--- THE INPUT Enclosed Below ---
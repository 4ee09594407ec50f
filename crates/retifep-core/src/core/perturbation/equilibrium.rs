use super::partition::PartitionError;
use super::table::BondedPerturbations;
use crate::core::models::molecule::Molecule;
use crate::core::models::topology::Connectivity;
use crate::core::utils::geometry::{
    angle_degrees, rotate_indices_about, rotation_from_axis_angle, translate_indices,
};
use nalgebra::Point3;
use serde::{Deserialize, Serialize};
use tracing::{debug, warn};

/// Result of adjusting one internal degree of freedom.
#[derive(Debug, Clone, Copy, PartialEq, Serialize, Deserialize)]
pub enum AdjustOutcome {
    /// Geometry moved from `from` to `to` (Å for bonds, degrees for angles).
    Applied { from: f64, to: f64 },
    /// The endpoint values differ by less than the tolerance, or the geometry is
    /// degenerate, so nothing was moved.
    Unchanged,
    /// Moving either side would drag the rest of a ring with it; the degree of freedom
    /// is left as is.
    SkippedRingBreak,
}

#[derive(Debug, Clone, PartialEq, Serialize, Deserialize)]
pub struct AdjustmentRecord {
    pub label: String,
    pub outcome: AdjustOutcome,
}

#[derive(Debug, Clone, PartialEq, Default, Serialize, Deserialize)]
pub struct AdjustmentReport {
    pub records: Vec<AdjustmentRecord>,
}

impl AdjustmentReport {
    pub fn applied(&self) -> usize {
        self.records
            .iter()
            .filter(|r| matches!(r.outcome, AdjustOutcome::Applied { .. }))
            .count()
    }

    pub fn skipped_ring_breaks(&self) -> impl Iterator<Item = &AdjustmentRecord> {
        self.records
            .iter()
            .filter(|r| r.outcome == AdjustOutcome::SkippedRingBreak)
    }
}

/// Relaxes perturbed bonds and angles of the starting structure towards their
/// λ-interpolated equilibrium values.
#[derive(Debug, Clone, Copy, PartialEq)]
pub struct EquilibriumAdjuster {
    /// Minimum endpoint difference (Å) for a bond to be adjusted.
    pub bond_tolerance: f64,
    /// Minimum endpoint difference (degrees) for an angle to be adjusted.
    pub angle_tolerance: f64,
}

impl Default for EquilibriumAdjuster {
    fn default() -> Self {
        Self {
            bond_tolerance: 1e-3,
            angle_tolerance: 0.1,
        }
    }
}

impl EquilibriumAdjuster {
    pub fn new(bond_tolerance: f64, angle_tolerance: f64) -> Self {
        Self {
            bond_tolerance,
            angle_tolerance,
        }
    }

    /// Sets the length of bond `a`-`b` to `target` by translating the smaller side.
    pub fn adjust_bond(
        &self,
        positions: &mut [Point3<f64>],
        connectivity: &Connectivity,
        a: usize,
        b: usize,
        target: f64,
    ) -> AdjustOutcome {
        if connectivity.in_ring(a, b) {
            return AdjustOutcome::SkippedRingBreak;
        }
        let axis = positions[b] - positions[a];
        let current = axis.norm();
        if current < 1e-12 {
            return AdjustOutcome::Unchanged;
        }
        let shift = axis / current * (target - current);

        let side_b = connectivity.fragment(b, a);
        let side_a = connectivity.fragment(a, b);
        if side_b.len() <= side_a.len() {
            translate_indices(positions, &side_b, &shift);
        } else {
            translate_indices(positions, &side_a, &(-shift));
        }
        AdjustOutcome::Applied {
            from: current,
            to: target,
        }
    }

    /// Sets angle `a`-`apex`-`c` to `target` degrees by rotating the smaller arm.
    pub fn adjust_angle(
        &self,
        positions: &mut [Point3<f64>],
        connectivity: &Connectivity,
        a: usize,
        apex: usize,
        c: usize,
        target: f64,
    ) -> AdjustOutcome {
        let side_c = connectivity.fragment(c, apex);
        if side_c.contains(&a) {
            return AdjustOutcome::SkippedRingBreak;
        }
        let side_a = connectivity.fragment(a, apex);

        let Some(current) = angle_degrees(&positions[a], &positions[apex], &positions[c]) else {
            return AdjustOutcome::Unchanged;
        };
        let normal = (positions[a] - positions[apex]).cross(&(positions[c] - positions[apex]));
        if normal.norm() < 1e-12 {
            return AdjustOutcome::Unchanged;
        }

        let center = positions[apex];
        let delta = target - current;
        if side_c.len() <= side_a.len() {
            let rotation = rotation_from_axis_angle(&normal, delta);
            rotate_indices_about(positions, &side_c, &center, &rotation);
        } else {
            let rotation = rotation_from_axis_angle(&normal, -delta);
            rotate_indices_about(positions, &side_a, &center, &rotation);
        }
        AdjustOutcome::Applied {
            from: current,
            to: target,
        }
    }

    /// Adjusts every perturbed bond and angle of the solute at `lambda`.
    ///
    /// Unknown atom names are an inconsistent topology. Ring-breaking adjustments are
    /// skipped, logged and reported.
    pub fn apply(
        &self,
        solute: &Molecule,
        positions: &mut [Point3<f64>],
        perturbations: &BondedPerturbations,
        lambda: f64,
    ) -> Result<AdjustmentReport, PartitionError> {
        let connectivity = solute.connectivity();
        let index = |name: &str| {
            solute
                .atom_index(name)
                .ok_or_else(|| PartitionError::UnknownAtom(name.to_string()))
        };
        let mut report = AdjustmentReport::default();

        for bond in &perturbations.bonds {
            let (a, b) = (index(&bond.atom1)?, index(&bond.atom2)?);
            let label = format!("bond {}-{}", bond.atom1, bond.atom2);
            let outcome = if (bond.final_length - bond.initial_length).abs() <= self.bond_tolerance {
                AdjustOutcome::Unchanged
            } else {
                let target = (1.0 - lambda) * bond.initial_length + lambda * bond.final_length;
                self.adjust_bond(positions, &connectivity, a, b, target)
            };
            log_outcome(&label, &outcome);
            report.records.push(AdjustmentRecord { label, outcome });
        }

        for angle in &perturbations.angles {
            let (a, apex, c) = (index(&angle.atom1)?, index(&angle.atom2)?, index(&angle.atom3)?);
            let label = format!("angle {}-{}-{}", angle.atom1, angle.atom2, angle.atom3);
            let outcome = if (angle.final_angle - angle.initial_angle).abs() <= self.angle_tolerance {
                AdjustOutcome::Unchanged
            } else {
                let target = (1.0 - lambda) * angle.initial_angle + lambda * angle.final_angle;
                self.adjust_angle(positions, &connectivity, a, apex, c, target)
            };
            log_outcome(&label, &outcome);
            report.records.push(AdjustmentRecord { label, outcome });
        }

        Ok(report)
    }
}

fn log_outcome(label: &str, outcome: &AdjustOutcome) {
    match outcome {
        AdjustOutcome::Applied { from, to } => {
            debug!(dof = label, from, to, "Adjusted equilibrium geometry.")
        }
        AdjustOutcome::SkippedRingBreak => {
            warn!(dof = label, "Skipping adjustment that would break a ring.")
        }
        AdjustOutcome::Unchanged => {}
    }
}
--- End of Enclosed THE INPUT ---
- **THE PROBLEM**:
Quote the listing word for word from its first line through the line in which "pub struct AdjustmentReport" appears.

- **SOLUTION**:
repository 4ee09594407ec50f
filename crates/retifep-core/src/core/perturbation/equilibrium.rs
use super::partition::PartitionError;
use super::table::BondedPerturbations;
use crate::core::models::molecule::Molecule;
use crate::core::models::topology::Connectivity;
use crate::core::utils::geometry::{
    angle_degrees, rotate_indices_about, rotation_from_axis_angle, translate_indices,
};
use nalgebra::Point3;
use serde::{Deserialize, Serialize};
use tracing::{debug, warn};

/// Result of adjusting one internal degree of freedom.
#[derive(Debug, Clone, Copy, PartialEq, Serialize, Deserialize)]
pub enum AdjustOutcome {
    /// Geometry moved from `from` to `to` (Å for bonds, degrees for angles).
    Applied { from: f64, to: f64 },
    /// The endpoint values differ by less than the tolerance, or the geometry is
    /// degenerate, so nothing was moved.
    Unchanged,
    /// Moving either side would drag the rest of a ring with it; the degree of freedom
    /// is left as is.
    SkippedRingBreak,
}

#[derive(Debug, Clone, PartialEq, Serialize, Deserialize)]
pub struct AdjustmentRecord {
    pub label: String,
    pub outcome: AdjustOutcome,
}

#[derive(Debug, Clone, PartialEq, Default, Serialize, Deserialize)]
pub struct AdjustmentReport {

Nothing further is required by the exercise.